* Exercise brief
Could you copy every line of the data that contains "crate"?

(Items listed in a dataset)
----

//! Upload streams: slice a byte source into chunk documents.
//!
//! A stream is single-use. It is created by
//! [`Bucket::file_uploader`](crate::Bucket::file_uploader) with its file
//! record already inserted, driven once in one of two modes, and then
//! closed, which is where the file record is marked complete.
//!
//! ```text
//!   Open ──upload_*──▶ Uploading ──end of source──▶ Drained ──close──▶ Closed
//!                          │
//!                          └──write/read error, cancel──▶ Failed
//! ```
//!
//! Chunk numbers are assigned while reading, which is always sequential.
//! Only the writes run concurrently in [`UploadMode::Concurrent`], so the
//! stored `num` field, never write completion order, defines chunk order.

use std::sync::Arc;

use regrid_doc_store::{DocumentId, DocumentStore};
use serde::Serialize;
use tokio::io::{AsyncRead, AsyncReadExt};
use tokio::task::JoinSet;
use tokio_util::sync::CancellationToken;

use crate::document::{ChunkDocument, FileDocument};
use crate::error::{Error, Result};
use crate::path::FilePath;

/// Largest buffer reserved before a chunk's bytes are read.
const READ_BUFFER_CAPACITY: usize = 64 * 1024;

/// How an upload dispatches its chunk writes.
#[derive(Debug, Clone, Copy, PartialEq, Eq, Serialize)]
#[serde(rename_all = "lowercase")]
pub enum UploadMode {
    /// One write in flight; each chunk is stored before the next is read.
    Sequential,
    /// Writes run as concurrent tasks, up to the bucket's write limit.
    Concurrent,
}

/// Lifecycle state of an [`UploadStream`].
#[derive(Debug, Clone, Copy, PartialEq, Eq)]
pub enum StreamState {
    /// Created; nothing read yet.
    Open,
    /// Chunks are being produced.
    Uploading,
    /// End of source reached and every write the stream issued succeeded.
    Drained,
    /// The upload aborted. The file record stays incomplete for good.
    Failed,
    /// The file record was finalized.
    Closed,
}

/// Where a stream's documents go. Shared with in-flight write tasks.
pub(crate) struct StreamTarget {
    pub(crate) store: Arc<dyn DocumentStore>,
    pub(crate) database: String,
    pub(crate) files_collection: String,
    pub(crate) chunks_collection: String,
}

/// A chunk insert that has been prepared but not sent.
///
/// Returned by [`UploadStream::produce_next_chunk`] so callers can decide
/// how to dispatch it.
pub struct ChunkInsert {
    target: Arc<StreamTarget>,
    chunk: ChunkDocument,
}

impl ChunkInsert {
    pub fn chunk(&self) -> &ChunkDocument {
        &self.chunk
    }

    /// Send the insert and wait for the store to acknowledge it.
    pub async fn execute(self) -> Result<DocumentId> {
        let ChunkInsert { target, chunk } = self;
        let num = chunk.num;
        let id = target
            .store
            .insert(&target.database, &target.chunks_collection, chunk.into_value())
            .await
            .map_err(|source| Error::Write {
                collection: target.chunks_collection.clone(),
                source,
            })?;
        tracing::trace!(num, chunk_id = %id, "chunk stored");
        Ok(id)
    }
}

/// What a finished upload produced.
#[derive(Debug, Clone, PartialEq, Eq, Serialize)]
pub struct FileSummary {
    pub file_id: DocumentId,
    pub file_name: String,
    pub length: u64,
    pub chunks: u64,
}

/// A single-use upload of one byte source into one file.
pub struct UploadStream<R> {
    target: Arc<StreamTarget>,
    file_id: DocumentId,
    file_name: FilePath,
    source: R,
    chunk_size: usize,
    max_concurrent_writes: usize,
    cancel: CancellationToken,
    next_num: u64,
    length: u64,
    state: StreamState,
    released: bool,
}

impl<R: AsyncRead + Unpin + Send> UploadStream<R> {
    pub(crate) fn new(
        target: Arc<StreamTarget>,
        file_id: DocumentId,
        file_name: FilePath,
        source: R,
        chunk_size: usize,
        max_concurrent_writes: usize,
    ) -> Self {
        Self {
            target,
            file_id,
            file_name,
            source,
            chunk_size,
            max_concurrent_writes,
            cancel: CancellationToken::new(),
            next_num: 0,
            length: 0,
            state: StreamState::Open,
            released: false,
        }
    }

    /// Abort the upload when `token` is cancelled.
    ///
    /// Cancellation is observed while reading the source and while waiting
    /// for writes. The file record stays incomplete.
    pub fn with_cancellation(mut self, token: CancellationToken) -> Self {
        self.cancel = token;
        self
    }

    pub fn file_id(&self) -> &DocumentId {
        &self.file_id
    }

    pub fn file_name(&self) -> &FilePath {
        &self.file_name
    }

    pub fn state(&self) -> StreamState {
        self.state
    }

    /// Bytes read from the source so far.
    pub fn length(&self) -> u64 {
        self.length
    }

    /// Chunks produced so far.
    pub fn chunk_count(&self) -> u64 {
        self.next_num
    }

    /// Read the next chunk and return its insert without sending it.
    ///
    /// Returns `Ok(None)` at end of source, after which the stream is
    /// drained and ready to [`close`](Self::close). The caller owns every
    /// returned insert and must have executed all of them successfully
    /// before closing, or the file will claim chunks it does not have.
    pub async fn produce_next_chunk(&mut self) -> Result<Option<ChunkInsert>> {
        match self.state {
            StreamState::Open => self.state = StreamState::Uploading,
            StreamState::Uploading => {}
            state => {
                return Err(Error::usage(format!(
                    "cannot read from a stream in state {:?}",
                    state
                )))
            }
        }

        let next = self.next_chunk().await;
        match &next {
            Ok(None) => self.state = StreamState::Drained,
            Ok(Some(_)) => {}
            Err(_) => self.state = StreamState::Failed,
        }
        next
    }

    /// Store every chunk, one write at a time.
    pub async fn upload_sequential(&mut self) -> Result<()> {
        self.begin(UploadMode::Sequential)?;
        let result = self.drive_sequential().await;
        self.settle(result)
    }

    /// Store every chunk with up to `max_concurrent_writes` writes in flight.
    ///
    /// Reading stays sequential. The first failed write aborts the writes
    /// still running and fails the upload.
    pub async fn upload_concurrent(&mut self) -> Result<()> {
        self.begin(UploadMode::Concurrent)?;
        let result = self.drive_concurrent().await;
        self.settle(result)
    }

    /// Upload in the given mode, then close.
    ///
    /// The stream is closed on every path. When the upload fails its error
    /// is returned and the file record stays incomplete.
    pub async fn run(mut self, mode: UploadMode) -> Result<FileSummary> {
        let uploaded = match mode {
            UploadMode::Sequential => self.upload_sequential().await,
            UploadMode::Concurrent => self.upload_concurrent().await,
        };
        let closed = self.close().await;
        uploaded.and(closed)
    }

    /// Finalize the file record.
    ///
    /// Only a drained stream can be closed successfully: the file is updated
    /// to `complete` with its length and finish time, exactly once. Closing
    /// a stream that was never driven, or whose upload failed, leaves the
    /// file incomplete and returns [`Error::StreamIntegrity`].
    pub async fn close(mut self) -> Result<FileSummary> {
        self.released = true;
        match self.state {
            StreamState::Drained => self.finalize().await,
            StreamState::Open => Err(self.integrity("released before any upload ran")),
            StreamState::Uploading => {
                Err(self.integrity("released before the end of the source was reached"))
            }
            StreamState::Failed => Err(self.integrity("upload failed")),
            StreamState::Closed => Err(Error::usage("stream is already closed")),
        }
    }

    fn begin(&mut self, mode: UploadMode) -> Result<()> {
        if self.state != StreamState::Open {
            return Err(Error::usage(format!(
                "{:?} upload on a stream in state {:?}",
                mode, self.state
            )));
        }
        tracing::debug!(file_id = %self.file_id, ?mode, "upload started");
        self.state = StreamState::Uploading;
        Ok(())
    }

    fn settle(&mut self, result: Result<()>) -> Result<()> {
        match &result {
            Ok(()) => self.state = StreamState::Drained,
            Err(e) => {
                tracing::warn!(file_id = %self.file_id, error = %e, "upload aborted");
                self.state = StreamState::Failed;
            }
        }
        result
    }

    async fn drive_sequential(&mut self) -> Result<()> {
        while let Some(insert) = self.next_chunk().await? {
            let written = tokio::select! {
                biased;
                _ = self.cancel.cancelled() => None,
                written = insert.execute() => Some(written),
            };
            match written {
                Some(written) => {
                    written?;
                }
                None => return Err(self.cancelled()),
            }
        }
        Ok(())
    }

    async fn drive_concurrent(&mut self) -> Result<()> {
        // Dropping the set on an early return aborts the writes still running.
        let mut writes: JoinSet<Result<DocumentId>> = JoinSet::new();

        loop {
            if writes.len() >= self.max_concurrent_writes {
                self.join_next_write(&mut writes).await?;
            }
            match self.next_chunk().await? {
                Some(insert) => {
                    writes.spawn(insert.execute());
                }
                None => break,
            }
        }

        while !writes.is_empty() {
            self.join_next_write(&mut writes).await?;
        }
        Ok(())
    }

    async fn join_next_write(&self, writes: &mut JoinSet<Result<DocumentId>>) -> Result<()> {
        let joined = tokio::select! {
            biased;
            _ = self.cancel.cancelled() => None,
            joined = writes.join_next() => Some(joined),
        };

        match joined {
            None => Err(self.cancelled()),
            Some(None) => Ok(()),
            Some(Some(Ok(written))) => written.map(|_| ()),
            Some(Some(Err(join_error))) => Err(Error::Write {
                collection: self.target.chunks_collection.clone(),
                source: regrid_doc_store::StoreError::other(format!(
                    "chunk write task failed: {}",
                    join_error
                )),
            }),
        }
    }

    /// Read up to `chunk_size` bytes and wrap them as the next chunk.
    async fn next_chunk(&mut self) -> Result<Option<ChunkInsert>> {
        // The buffer grows as bytes arrive, so a chunk size far larger than
        // the source costs nothing up front.
        let mut data = Vec::with_capacity(self.chunk_size.min(READ_BUFFER_CAPACITY));
        let limit = self.chunk_size as u64;

        // read_to_end on a bounded reader keeps reading through short reads,
        // so only the last chunk of a file can be smaller than chunk_size.
        let mut reader = (&mut self.source).take(limit);
        let read = tokio::select! {
            biased;
            _ = self.cancel.cancelled() => None,
            read = reader.read_to_end(&mut data) => Some(read),
        };
        let read = match read {
            Some(read) => read.map_err(|source| Error::Read {
                file_id: self.file_id.clone(),
                source,
            })?,
            None => return Err(self.cancelled()),
        };

        if read == 0 {
            return Ok(None);
        }

        data.shrink_to_fit();
        let chunk = ChunkDocument {
            file_id: self.file_id.clone(),
            num: self.next_num,
            data: data.into(),
        };
        tracing::trace!(file_id = %self.file_id, num = chunk.num, bytes = read, "chunk read");
        self.next_num += 1;
        self.length += read as u64;

        Ok(Some(ChunkInsert {
            target: self.target.clone(),
            chunk,
        }))
    }

    async fn finalize(&mut self) -> Result<FileSummary> {
        let target = self.target.clone();
        let updated = target
            .store
            .update(
                &target.database,
                &target.files_collection,
                &self.file_id,
                FileDocument::completion_value(self.length),
            )
            .await;
        if let Err(source) = updated {
            self.state = StreamState::Failed;
            return Err(Error::Write {
                collection: target.files_collection.clone(),
                source,
            });
        }

        self.state = StreamState::Closed;
        tracing::info!(
            file_id = %self.file_id,
            file_name = %self.file_name,
            length = self.length,
            chunks = self.next_num,
            "file complete"
        );

        Ok(FileSummary {
            file_id: self.file_id.clone(),
            file_name: self.file_name.to_string(),
            length: self.length,
            chunks: self.next_num,
        })
    }

    fn integrity(&self, message: &str) -> Error {
        tracing::error!(file_id = %self.file_id, state = ?self.state, "{}; file left incomplete", message);
        Error::StreamIntegrity {
            file_id: self.file_id.clone(),
            message: message.to_string(),
        }
    }

    fn cancelled(&self) -> Error {
        Error::Cancelled {
            file_id: self.file_id.clone(),
        }
    }
}

impl<R> Drop for UploadStream<R> {
    fn drop(&mut self) {
        if !self.released {
            tracing::error!(
                file_id = %self.file_id,
                state = ?self.state,
                "upload stream dropped without close; file left incomplete"
            );
        }
    }
}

----

* Answer to this problem
//! [`Bucket::file_uploader`](crate::Bucket::file_uploader) with its file
use crate::document::{ChunkDocument, FileDocument};
use crate::error::{Error, Result};
use crate::path::FilePath;
pub(crate) struct StreamTarget {
    pub(crate) store: Arc<dyn DocumentStore>,
    pub(crate) database: String,
    pub(crate) files_collection: String,
    pub(crate) chunks_collection: String,
    pub(crate) fn new(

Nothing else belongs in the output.